Known as the trekking capital of Patagonia, El Chaltén draws trekkers from around the globe. From world-class mountaineers to travellers simply wanting to take in the beauty of the area, El Chaltén offers hiking options for all levels of experience. It didn’t take my husband and I long to discover that we were clearly on the lower end of that spectrum…

 

El Chalten

 

We arrived in El Chaltén via a two-hour bus from El Calafate, after our glacier-trekking adventure. The drive was stunning, with glimpses of turquoise lakes dotted among the flat, barren and windblown landscape.

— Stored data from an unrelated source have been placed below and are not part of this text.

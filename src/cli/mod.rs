//! Command-line interface for amplidesign.
//!
//! One invocation processes one guide table:
//!
//! ```text
//! # Design validation primers for every guide in the table
//! amplidesign guides.tsv
//!
//! # Different assembly, wider flanking window, custom output path
//! amplidesign guides.tsv --genome hg38 --flank 400 --output primers.csv
//!
//! # JSON on stdout for scripting
//! amplidesign guides.tsv --format json
//! ```
//!
//! The input is tab-separated with at least `guide_name` and `guide_seq`
//! columns. Results always land in the output CSV; stdout carries the same
//! table in the selected format.

use std::path::PathBuf;

use clap::Parser;

pub mod design;

#[derive(Parser)]
#[command(name = "amplidesign")]
#[command(author = "Fulcrum Genomics")]
#[command(version)]
#[command(about = "Design PCR validation primers flanking CRISPR guide-RNA binding sites")]
#[command(
    long_about = "amplidesign takes a table of CRISPR guide RNAs, locates each guide in a genome assembly via the UCSC BLAT service, fetches flanking sequence, and delegates primer selection to primer3.\n\nEach guide yields one output row with:\n- Guide coordinates (perfect full-length matches only)\n- Left/right primer sequences, genome coordinates, and GC content\n- The expected PCR amplicon sequence"
)]
pub struct Cli {
    /// Input TSV with guide_name and guide_seq columns
    #[arg(required = true)]
    pub input: PathBuf,

    /// Genome assembly used for alignment and sequence retrieval
    #[arg(long, default_value = "hs1")]
    pub genome: String,

    /// Bases of flanking sequence fetched on each side of the guide
    #[arg(long, default_value = "250")]
    pub flank: u64,

    /// Output CSV path
    #[arg(short, long, default_value = "output.csv")]
    pub output: PathBuf,

    /// Enable verbose output
    #[arg(short, long)]
    pub verbose: bool,

    /// Output format for stdout
    #[arg(short, long, default_value = "text")]
    pub format: OutputFormat,
}

#[derive(Clone, Copy, Debug, clap::ValueEnum)]
pub enum OutputFormat {
    Text,
    Json,
    Csv,
}
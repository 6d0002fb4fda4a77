use serde::Serialize;

/// One output row per successfully processed guide.
///
/// Field names double as the CSV column headers, in this exact order.
#[derive(Debug, Clone, PartialEq, Serialize)]
pub struct DesignRow {
    pub guide_rna_name: String,
    pub guide_rna_seq: String,
    pub guide_rna_coords: String,
    pub strand: String,
    pub primer_left_seq: String,
    pub primer_left_coords: String,
    pub primer_left_gc: f64,
    pub primer_right_seq: String,
    pub primer_right_coords: String,
    pub primer_right_gc: f64,
    pub amplicon_seq: String,
}

/// A guide the batch could not complete, with the stage that failed.
#[derive(Debug, Clone, PartialEq, Eq, Serialize)]
pub struct GuideFailure {
    /// Guide name, or the input line for rows rejected before a name existed
    pub guide: String,

    /// Processing stage that failed (`parse`, `locate`, ...)
    pub stage: &'static str,

    /// Human-readable failure reason
    pub reason: String,
}

/// Outcome of a whole batch: the output table plus per-guide failures.
#[derive(Debug, Default, Serialize)]
pub struct RunReport {
    pub rows: Vec<DesignRow>,
    pub failures: Vec<GuideFailure>,
}

impl RunReport {
    #[must_use]
    pub fn succeeded(&self) -> usize {
        self.rows.len()
    }

    #[must_use]
    pub fn failed(&self) -> usize {
        self.failures.len()
    }
}
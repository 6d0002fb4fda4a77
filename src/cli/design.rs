use std::io;
use std::path::Path;

use crate::cli::{Cli, OutputFormat};
use crate::core::primer::ProductSizeRange;
use crate::core::report::{DesignRow, GuideFailure, RunReport};
use crate::design::primer3::Primer3Engine;
use crate::parsing;
use crate::pipeline::{Pipeline, PipelineConfig};
use crate::remote::blat::BlatClient;
use crate::remote::sequence::SequenceClient;

/// Execute a design run.
///
/// # Errors
///
/// Returns an error if the input cannot be parsed, the output cannot be
/// written, or no guide in the batch could be processed.
pub fn run(cli: &Cli) -> anyhow::Result<()> {
    let table = parsing::read_guides_file(&cli.input)?;

    if cli.verbose {
        eprintln!(
            "Parsed {} guide(s) from input ({} row(s) rejected)",
            table.guides.len(),
            table.rejected.len()
        );
    }

    let blat = BlatClient::new(&cli.genome)?;
    let sequences = SequenceClient::new(&cli.genome)?;
    let engine = Primer3Engine::from_env();

    let config = PipelineConfig {
        flank: cli.flank,
        product_size: ProductSizeRange::DEFAULT,
    };
    let pipeline = Pipeline::new(&blat, &sequences, &engine, config);

    let mut report = pipeline.run(&table.guides);
    for rejected in table.rejected {
        report.failures.push(GuideFailure {
            guide: rejected
                .name
                .unwrap_or_else(|| format!("line {}", rejected.line)),
            stage: "parse",
            reason: rejected.reason,
        });
    }

    write_csv(&report.rows, &cli.output)?;

    match cli.format {
        OutputFormat::Text => print_text_results(&report, &cli.output),
        OutputFormat::Json => print_json_results(&report)?,
        OutputFormat::Csv => print_csv_results(&report.rows)?,
    }

    if !report.failures.is_empty() {
        eprintln!(
            "{} of {} guide(s) failed:",
            report.failed(),
            report.failed() + report.succeeded()
        );
        for failure in &report.failures {
            eprintln!("  {} [{}]: {}", failure.guide, failure.stage, failure.reason);
        }
    }

    if report.rows.is_empty() {
        anyhow::bail!("no guides could be processed");
    }
    Ok(())
}

fn write_csv(rows: &[DesignRow], path: &Path) -> anyhow::Result<()> {
    let mut writer = csv::Writer::from_path(path)?;
    for row in rows {
        writer.serialize(row)?;
    }
    writer.flush()?;
    Ok(())
}

fn print_text_results(report: &RunReport, output: &Path) {
    for (i, row) in report.rows.iter().enumerate() {
        if i > 0 {
            println!("\n{}", "─".repeat(60));
        }

        println!(
            "\n#{} {} ({} {})",
            i + 1,
            row.guide_rna_name,
            row.guide_rna_coords,
            row.strand
        );
        println!("   Guide: {}", row.guide_rna_seq);
        println!(
            "   Left primer : {} ({}, GC {:.1}%)",
            row.primer_left_seq, row.primer_left_coords, row.primer_left_gc
        );
        println!(
            "   Right primer: {} ({}, GC {:.1}%)",
            row.primer_right_seq, row.primer_right_coords, row.primer_right_gc
        );
        println!("   Amplicon: {} bp", row.amplicon_seq.len());
    }

    println!("\nsee {} for the results", output.display());
}

fn print_json_results(report: &RunReport) -> anyhow::Result<()> {
    println!("{}", serde_json::to_string_pretty(report)?);
    Ok(())
}

fn print_csv_results(rows: &[DesignRow]) -> anyhow::Result<()> {
    let mut writer = csv::Writer::from_writer(io::stdout());
    for row in rows {
        writer.serialize(row)?;
    }
    writer.flush()?;
    Ok(())
}
use clap::Parser;
use tracing_subscriber::EnvFilter;

mod cli;
mod core;
mod design;
mod parsing;
mod pipeline;
mod remote;
mod utils;

fn main() -> anyhow::Result<()> {
    let cli = cli::Cli::parse();

    // Initialize logging based on verbosity flag
    let filter = if cli.verbose {
        EnvFilter::new("amplidesign=debug,info")
    } else {
        EnvFilter::new("amplidesign=warn")
    };

    tracing_subscriber::fmt()
        .with_env_filter(filter)
        .with_target(false)
        .without_time()
        .init();

    cli::design::run(&cli)
}
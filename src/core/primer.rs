use serde::{Deserialize, Serialize};

/// One oligo of a primer pair, as reported by the design engine.
///
/// `start` and `length` are 0-based offsets within the template the engine
/// was given. For the left primer, `start` is its first base; for the right
/// primer it is the 5' base on the reverse strand, i.e. the highest template
/// index the primer covers.
#[derive(Debug, Clone, PartialEq, Serialize, Deserialize)]
pub struct Primer {
    /// Primer sequence, 5' to 3'
    pub sequence: String,

    /// 0-based position within the design template
    pub start: usize,

    /// Primer length as reported by the engine
    pub length: usize,

    /// GC content percentage
    pub gc_percent: f64,
}

/// The top-ranked forward/reverse primer pair for one guide.
#[derive(Debug, Clone, PartialEq, Serialize, Deserialize)]
pub struct PrimerPair {
    pub left: Primer,
    pub right: Primer,
}

/// Allowed PCR product length range, in bases.
#[derive(Debug, Clone, Copy, PartialEq, Eq, Serialize, Deserialize)]
pub struct ProductSizeRange {
    pub min: u32,
    pub max: u32,
}

impl ProductSizeRange {
    pub const DEFAULT: Self = Self { min: 150, max: 250 };
}

impl Default for ProductSizeRange {
    fn default() -> Self {
        Self::DEFAULT
    }
}

impl std::fmt::Display for ProductSizeRange {
    fn fmt(&self, f: &mut std::fmt::Formatter<'_>) -> std::fmt::Result {
        write!(f, "{}-{}", self.min, self.max)
    }
}

/// Everything a primer design engine needs for one guide.
#[derive(Debug, Clone, PartialEq, Eq)]
pub struct DesignTask<'a> {
    /// Identifier passed through to the engine (the guide name)
    pub id: &'a str,

    /// Template sequence to design against (the flanking window)
    pub template: &'a str,

    /// 0-based start of the region the product must contain
    pub target_offset: usize,

    /// Length of the target region (the guide length)
    pub target_len: usize,

    /// Product size constraint
    pub product_size: ProductSizeRange,
}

Small groups of guanacos (brown, llama-like animals) huddled beside the road here and there, and a fox darted out across the tarmac, causing us to be thrown forward in our seats as the bus driver quickly braked.

 

Our first stop was the park ranger’s office, where we were given a briefing and a map and encouraged to report any rare animal sightings. El Chaltén is located inside the Parque Nacional Los Glaciares and, despite (or perhaps, because of) the increasing number of hikers, care is taken to ensure the ecological value of the area.

 

Checking into our hostel, we eagerly looked up to see if we could spot the peaks of Fitz Roy looming behind the town, but the gloomy sky veiled the famous jagged ridges.

 

“Better luck tomorrow…” We crossed our fingers.

 

The next morning we awoke to a clear, blue sky. Not all trekkers to El Chaltén are so lucky, so we quickly dressed, picked up our prepared lunches, and took a minivan to Hostel El Pillar.

 

There are two ways to get to Laguna de los Tres: a short drive to Hostel El Pillar to make the walk to Monte Fitz Roy and then a four hour walk back to El Chaltén, or an 8-10 hour round trip walking directly from El Chaltén. The first option means that you won’t double back on the same path, and you have a different approach to the mountain.

 

We walked through a tranquil forest for hours, seeing only a handful of other people. Coming to a clearing, we had our first view of Monte Fitz Roy and the Piedras Blancas Glacier.

 

El Chalten

 

El Chalten

 

El Chalten

 

El Chalten

 

El Chalten

 

El Chalten

 

We continued on and reached the main camp site at the base of the mountain. We stopped for lunch, then kept on going to the laguna. This was the tough part: a steep climb on a rocky path. There are warnings not to climb this part if it’s windy or raining, but we couldn’t have picked a better day.

 

Our legs burning, we reached the lagoon and had a clear view of the rocky peaks of Fitz Roy above the deep green-blue water.

 

El Chalten

 

El Chalten

 

El Chalten

 

We rested on the rocks for a while, and then made the descent back down, following the sign back to El Chaltén.

 

El Chalten

 

Walking along, we marvelled at the scenery around us, and how perfect the day had been.

 

Suddenly I had a thought.

 

“I thought that we’d see more people along this way, given this is the route from town?” I said to my husband, puzzled.

 

We pulled out the map again.

 

“Yeah, we’ve now been walking for a while…”

 

I looked around and then back at the map.

 

“The lake is there, to our right, but on the map it’s there…”

 

It didn’t take us long to realise that we were not on the path back to town. Instead, we were heading to the other main hiking path in El Chaltén, which takes trekkers to Laguna Torre.

 

We consulted the map and saw that we were too far along to turn around. A group of walkers, a man and two women, approached us heading towards Laguna de los Tres. We pointed to our map and asked them if we really were heading away from town. Confirming our fears, we realised that we still had another 18 kilometres of walking – on top of the 16 kilometres we’d already walked that day.

 

We continued on the path, and for the next few hours we alternated between laughing at our stupidity, feeling frustrated, and then downright tired anger. Every kilometre marker point reminded us of our mistake.

 

El Chalten

 

But then, we stopped and turned around. To our surprise, we had the clearest view of both Cerro Torre and Monte Fitz Roy.

 

El Chalten

 

We kept along the path and eventually arrived back in El Chaltén, flopping on to some stools at a bar to eat fresh cherries with friends.

 

El Chalten

 

The next day, clouds obscured the sky and the rain started early. In our original plan, we’d decided that this would be the day to do the Laguna Torre trek to see Cerro Torre, but in that weather, it would have been pointless.

 

Instead, we’d already managed to fit both peaks into one long, exhausting day. Our accidental detour had actually turned out for the best.

 

Have you ever gotten lost while hiking? Have you been to Patagonia?